Heimleiter und Sozialarbeiter ausgebrannt

Verzwickt ist die Situation in den Flüchtlingsheimen in Teltow-Fläming aber auch, weil Heimleiter und Sozialarbeiter immer mal wieder ans Aufhören denken. „Fast alle klagen über Überlastung. Viele stellen fest, dass sie ausgebrannt sind.“ Statt Motivation beherrsche Resignation und Gleichgültigkeit die Situation. In Ausländerbehörden, Sozialamt, Jobcenter und Arbeitsagentur sehe es ähnlich aus.

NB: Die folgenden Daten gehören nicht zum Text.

#[async_trait]
impl DeliveryLedger for PgDeliveryLedger {
    #[instrument(skip(self, message), fields(message_id = %message.message_id))]
    async fn try_claim(
        &self,
        message: &Message,
        recipient_id: &str,
        now: DateTime<Utc>,
        lease_expires_at: DateTime<Utc>,
    ) -> Result<ClaimOutcome> {
        let claim_token = Claim::new_token();

        let row: Option<(i32, Option<i64>)> = sqlx::query_as(
            r#"
            INSERT INTO delivery_records
                (message_id, recipient_id, conversation_id, sender_id, message_created_at,
                 status, claim_token, lease_expires_at, attempts, created_at, updated_at)
            VALUES ($1, $2, $3, $4, $5, 'CLAIMED', $6, $7, 1, $8, $8)
            ON CONFLICT (message_id, recipient_id) DO UPDATE
            SET claim_token = EXCLUDED.claim_token,
                lease_expires_at = EXCLUDED.lease_expires_at,
                attempts = delivery_records.attempts + 1,
                updated_at = EXCLUDED.updated_at
            WHERE delivery_records.status = 'CLAIMED'
              AND delivery_records.lease_expires_at < EXCLUDED.updated_at
            RETURNING attempts, badge
            "#,
        )
        .bind(&message.message_id)
        .bind(recipient_id)
        .bind(&message.conversation_id)
        .bind(&message.sender_id)
        .bind(message.created_at)
        .bind(&claim_token)
        .bind(lease_expires_at)
        .bind(now)
        .fetch_optional(&self.pool)
        .await?;

        match row {
            Some((attempts, badge)) => {
                if attempts > 1 {
                    warn!(recipient_id, attempts, "重新认领租约过期的投递");
                }
                Ok(ClaimOutcome::Claimed(Claim {
                    message_id: message.message_id.clone(),
                    recipient_id: recipient_id.to_string(),
                    claim_token,
                    attempt: attempts.max(1) as u32,
                    badge: badge.map(|b| b.max(0) as u64),
                }))
            }
            None => {
                debug!(recipient_id, "投递已处理或正在处理，跳过");
                Ok(ClaimOutcome::AlreadyHandled)
            }
        }
    }

    async fn renew(&self, claim: &Claim, lease_expires_at: DateTime<Utc>) -> Result<bool> {
        let result = sqlx::query(
            r#"
            UPDATE delivery_records
            SET lease_expires_at = $4, updated_at = NOW()
            WHERE message_id = $1 AND recipient_id = $2
              AND claim_token = $3 AND status = 'CLAIMED'
            "#,
        )
        .bind(&claim.message_id)
        .bind(&claim.recipient_id)
        .bind(&claim.claim_token)
        .bind(lease_expires_at)
        .execute(&self.pool)
        .await?;

        Ok(result.rows_affected() > 0)
    }

    async fn record_badge(&self, claim: &Claim, badge: u64) -> Result<()> {
        let result = sqlx::query(
            r#"
            UPDATE delivery_records
            SET badge = $4, updated_at = NOW()
            WHERE message_id = $1 AND recipient_id = $2
              AND claim_token = $3 AND status = 'CLAIMED'
            "#,
        )
        .bind(&claim.message_id)
        .bind(&claim.recipient_id)
        .bind(&claim.claim_token)
        .bind(i64::try_from(badge).unwrap_or(i64::MAX))
        .execute(&self.pool)
        .await?;

        if result.rows_affected() == 0 {
            warn!(
                message_id = %claim.message_id,
                recipient_id = %claim.recipient_id,
                "认领已被接管，角标未记录"
            );
        }
        Ok(())
    }

    async fn complete(&self, claim: &Claim, status: DeliveryStatus) -> Result<bool> {
        ensure_terminal(status)?;

        let result = sqlx::query(
            r#"
            UPDATE delivery_records
            SET status = $4, claim_token = NULL, lease_expires_at = NULL, updated_at = NOW()
            WHERE message_id = $1 AND recipient_id = $2
              AND claim_token = $3 AND status = 'CLAIMED'
            "#,
        )
        .bind(&claim.message_id)
        .bind(&claim.recipient_id)
        .bind(&claim.claim_token)
        .bind(status.as_str())
        .execute(&self.pool)
        .await?;

        Ok(result.rows_affected() > 0)
    }

    async fn get(&self, message_id: &str, recipient_id: &str) -> Result<Option<DeliveryRecord>> {
        let sql = format!("{SELECT_COLUMNS} WHERE message_id = $1 AND recipient_id = $2");
        let row: Option<DeliveryRow> = sqlx::query_as(&sql)
            .bind(message_id)
            .bind(recipient_id)
            .fetch_optional(&self.pool)
            .await?;

        row.map(DeliveryRecord::try_from).transpose()
    }

    async fn expired_claims(
        &self,
        now: DateTime<Utc>,
        limit: usize,
    ) -> Result<Vec<DeliveryRecord>> {
        let sql = format!(
            "{SELECT_COLUMNS} WHERE status = 'CLAIMED' AND lease_expires_at < $1 \
             ORDER BY lease_expires_at LIMIT $2"
        );
        let rows: Vec<DeliveryRow> = sqlx::query_as(&sql)
            .bind(now)
            .bind(i64::try_from(limit).unwrap_or(i64::MAX))
            .fetch_all(&self.pool)
            .await?;

        rows.into_iter().map(DeliveryRecord::try_from).collect()
    }
}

Oft können nicht einmal die Sozialarbeiter Entscheidungen der Ausländerbehörde nachvollziehen, sie teilen ihr Unverständnis mit den betroffenen Geflüchteten. Nach dem Eindruck der Sozialarbeiter „hängen sie oft vom Zufall und von den persönlichen Vorlieben oder Interpretationen der beteiligten Beamten ab“ heißt es im Vortrag. Heimleiter und Sozialarbeiter vermuten mitunter Absicht: „Viele Bewohner der Heime sollen nicht integriert werden, weil sie keinen Aufenthaltstitel haben und immer noch abgeschoben werden können. Eine erfolgreiche Integration könnte aber die Abschiebung erschweren.“

Unverständnis über Vertragslaufzeiten für die Übergangswohnheime

Unverständnis herrscht unter den Heimleitern auch über die Vergabepraxis mit jeweils zweijährigen Laufzeiten für die Bewirtschaftung der Übergangsheime. „Wenn die Betreuer im Ablauf der zwei Jahre endlich die Netzwerke aufgebaut haben, die sie für die Unterstützung, für die Suche nach Arbeit oder Wohnung brauchen, endet der Vertrag“, kommentierte im Nachhinein eine Teilnehmerin an der Präsentationsveranstaltung, die ungenannt bleiben will.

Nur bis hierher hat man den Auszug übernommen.